WORK TO COMPLETE:
Give the data back exactly as it stands.

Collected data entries

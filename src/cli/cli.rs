use std::path::PathBuf;

use clap::{Parser, Subcommand};

use crate::application::data::LogLevel;
use crate::config::DEFAULT_CONFIG_FILE_NAME;

#[derive(Parser, Debug, Clone)]
#[command(version, about = "Incremental directory snapshots for file sync")]
pub struct Cli {
    #[command(subcommand)]
    pub command: Command,

    #[clap(long, short, default_value = "warn", value_enum, global = true)]
    pub log_level: LogLevel,

    /// Path to the configuration file
    #[clap(long, short, default_value = DEFAULT_CONFIG_FILE_NAME, global = true)]
    pub config: PathBuf,
}

#[derive(Subcommand, Debug, Clone)]
pub enum Command {
    /// Capture a directory relative to the last packed state
    Pack {
        /// The directory to capture
        root: PathBuf,
        /// Where to write the snapshot
        #[clap(long, short)]
        output: PathBuf,
        /// Ignore the recorded state and capture every file
        #[clap(long)]
        full: bool,
    },
    /// Rebuild a directory from a snapshot
    Unpack {
        /// The snapshot to read
        input: PathBuf,
        /// The directory to write into
        destination: PathBuf,
    },
    /// Print the contents of a snapshot
    Inspect {
        /// The snapshot to read
        input: PathBuf,
    },
}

SOLUTION TO THIS EXERCISE:
filename src/cli/cli.rs
use std::path::PathBuf;

use clap::{Parser, Subcommand};

use crate::application::data::LogLevel;
use crate::config::DEFAULT_CONFIG_FILE_NAME;

#[derive(Parser, Debug, Clone)]
#[command(version, about = "Incremental directory snapshots for file sync")]
pub struct Cli {
    #[command(subcommand)]
    pub command: Command,

    #[clap(long, short, default_value = "warn", value_enum, global = true)]
    pub log_level: LogLevel,

    /// Path to the configuration file
    #[clap(long, short, default_value = DEFAULT_CONFIG_FILE_NAME, global = true)]
    pub config: PathBuf,
}

#[derive(Subcommand, Debug, Clone)]
pub enum Command {
    /// Capture a directory relative to the last packed state
    Pack {
        /// The directory to capture
        root: PathBuf,
        /// Where to write the snapshot
        #[clap(long, short)]
        output: PathBuf,
        /// Ignore the recorded state and capture every file
        #[clap(long)]
        full: bool,
    },
    /// Rebuild a directory from a snapshot
    Unpack {
        /// The snapshot to read
        input: PathBuf,
        /// The directory to write into
        destination: PathBuf,
    },
    /// Print the contents of a snapshot
    Inspect {
        /// The snapshot to read
        input: PathBuf,
    },
}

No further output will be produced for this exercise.